◆ EXERCISE REQUIREMENTS
Retype the data that follows, keeping every character the same.

◆ ENTRIES SHOWN

== Segment start ==

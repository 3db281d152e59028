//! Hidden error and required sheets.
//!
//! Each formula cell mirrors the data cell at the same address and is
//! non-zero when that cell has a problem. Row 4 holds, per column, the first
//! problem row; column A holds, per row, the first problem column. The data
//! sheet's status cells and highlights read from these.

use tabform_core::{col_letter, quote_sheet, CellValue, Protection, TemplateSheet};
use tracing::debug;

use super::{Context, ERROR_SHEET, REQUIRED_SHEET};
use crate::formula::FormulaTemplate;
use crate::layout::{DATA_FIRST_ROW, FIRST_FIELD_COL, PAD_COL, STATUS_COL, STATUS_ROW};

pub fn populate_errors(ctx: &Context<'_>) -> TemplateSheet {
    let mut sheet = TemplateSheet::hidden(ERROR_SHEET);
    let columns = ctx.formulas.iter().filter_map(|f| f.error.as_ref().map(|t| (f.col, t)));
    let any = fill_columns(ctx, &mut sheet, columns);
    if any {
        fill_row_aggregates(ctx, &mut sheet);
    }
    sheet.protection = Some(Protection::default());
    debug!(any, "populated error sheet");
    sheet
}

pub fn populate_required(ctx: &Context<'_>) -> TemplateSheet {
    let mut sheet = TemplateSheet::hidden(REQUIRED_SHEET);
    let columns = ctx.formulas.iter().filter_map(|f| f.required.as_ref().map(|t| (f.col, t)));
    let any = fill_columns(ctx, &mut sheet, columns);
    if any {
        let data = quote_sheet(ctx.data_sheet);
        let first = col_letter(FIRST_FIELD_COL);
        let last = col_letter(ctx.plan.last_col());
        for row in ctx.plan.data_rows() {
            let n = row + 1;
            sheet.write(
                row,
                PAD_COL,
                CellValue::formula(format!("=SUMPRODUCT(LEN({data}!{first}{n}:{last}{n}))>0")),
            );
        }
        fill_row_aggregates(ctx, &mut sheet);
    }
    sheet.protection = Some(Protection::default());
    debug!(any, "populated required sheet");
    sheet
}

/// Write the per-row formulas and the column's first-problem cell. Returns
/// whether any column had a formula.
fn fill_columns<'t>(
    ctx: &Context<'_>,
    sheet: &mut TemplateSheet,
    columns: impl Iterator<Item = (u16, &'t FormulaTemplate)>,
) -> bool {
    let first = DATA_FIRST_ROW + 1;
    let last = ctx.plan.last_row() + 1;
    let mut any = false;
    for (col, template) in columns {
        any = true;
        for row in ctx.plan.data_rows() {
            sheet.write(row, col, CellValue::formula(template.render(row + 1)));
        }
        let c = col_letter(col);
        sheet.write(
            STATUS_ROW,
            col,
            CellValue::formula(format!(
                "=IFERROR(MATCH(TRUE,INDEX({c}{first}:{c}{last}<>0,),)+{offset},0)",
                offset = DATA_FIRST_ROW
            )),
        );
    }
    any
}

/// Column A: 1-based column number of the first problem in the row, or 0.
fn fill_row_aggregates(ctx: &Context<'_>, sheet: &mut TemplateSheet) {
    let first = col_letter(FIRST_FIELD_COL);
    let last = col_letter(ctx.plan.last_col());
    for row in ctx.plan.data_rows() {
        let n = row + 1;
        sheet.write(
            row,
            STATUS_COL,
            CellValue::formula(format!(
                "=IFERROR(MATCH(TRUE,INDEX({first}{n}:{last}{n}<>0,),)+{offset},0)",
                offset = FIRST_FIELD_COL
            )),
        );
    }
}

== Segment end ==

◆ OUTPUT
repository 3db281d152e59028
//! Hidden error and required sheets.
//!
//! Each formula cell mirrors the data cell at the same address and is
//! non-zero when that cell has a problem. Row 4 holds, per column, the first
//! problem row; column A holds, per row, the first problem column. The data
//! sheet's status cells and highlights read from these.

use tabform_core::{col_letter, quote_sheet, CellValue, Protection, TemplateSheet};
use tracing::debug;

use super::{Context, ERROR_SHEET, REQUIRED_SHEET};
use crate::formula::FormulaTemplate;
use crate::layout::{DATA_FIRST_ROW, FIRST_FIELD_COL, PAD_COL, STATUS_COL, STATUS_ROW};

pub fn populate_errors(ctx: &Context<'_>) -> TemplateSheet {
    let mut sheet = TemplateSheet::hidden(ERROR_SHEET);
    let columns = ctx.formulas.iter().filter_map(|f| f.error.as_ref().map(|t| (f.col, t)));
    let any = fill_columns(ctx, &mut sheet, columns);
    if any {
        fill_row_aggregates(ctx, &mut sheet);
    }
    sheet.protection = Some(Protection::default());
    debug!(any, "populated error sheet");
    sheet
}

pub fn populate_required(ctx: &Context<'_>) -> TemplateSheet {
    let mut sheet = TemplateSheet::hidden(REQUIRED_SHEET);
    let columns = ctx.formulas.iter().filter_map(|f| f.required.as_ref().map(|t| (f.col, t)));
    let any = fill_columns(ctx, &mut sheet, columns);
    if any {
        let data = quote_sheet(ctx.data_sheet);
        let first = col_letter(FIRST_FIELD_COL);
        let last = col_letter(ctx.plan.last_col());
        for row in ctx.plan.data_rows() {
            let n = row + 1;
            sheet.write(
                row,
                PAD_COL,
                CellValue::formula(format!("=SUMPRODUCT(LEN({data}!{first}{n}:{last}{n}))>0")),
            );
        }
        fill_row_aggregates(ctx, &mut sheet);
    }
    sheet.protection = Some(Protection::default());
    debug!(any, "populated required sheet");
    sheet
}

/// Write the per-row formulas and the column's first-problem cell. Returns
/// whether any column had a formula.
fn fill_columns<'t>(
    ctx: &Context<'_>,
    sheet: &mut TemplateSheet,
    columns: impl Iterator<Item = (u16, &'t FormulaTemplate)>,
) -> bool {
    let first = DATA_FIRST_ROW + 1;
    let last = ctx.plan.last_row() + 1;
    let mut any = false;
    for (col, template) in columns {
        any = true;
        for row in ctx.plan.data_rows() {
            sheet.write(row, col, CellValue::formula(template.render(row + 1)));
        }
        let c = col_letter(col);
        sheet.write(
            STATUS_ROW,
            col,
            CellValue::formula(format!(
                "=IFERROR(MATCH(TRUE,INDEX({c}{first}:{c}{last}<>0,),)+{offset},0)",
                offset = DATA_FIRST_ROW
            )),
        );
    }
    any
}

/// Column A: 1-based column number of the first problem in the row, or 0.
fn fill_row_aggregates(ctx: &Context<'_>, sheet: &mut TemplateSheet) {
    let first = col_letter(FIRST_FIELD_COL);
    let last = col_letter(ctx.plan.last_col());
    for row in ctx.plan.data_rows() {
        let n = row + 1;
        sheet.write(
            row,
            STATUS_COL,
            CellValue::formula(format!(
                "=IFERROR(MATCH(TRUE,INDEX({first}{n}:{last}{n}<>0,),)+{offset},0)",
                offset = FIRST_FIELD_COL
            )),
        );
    }
}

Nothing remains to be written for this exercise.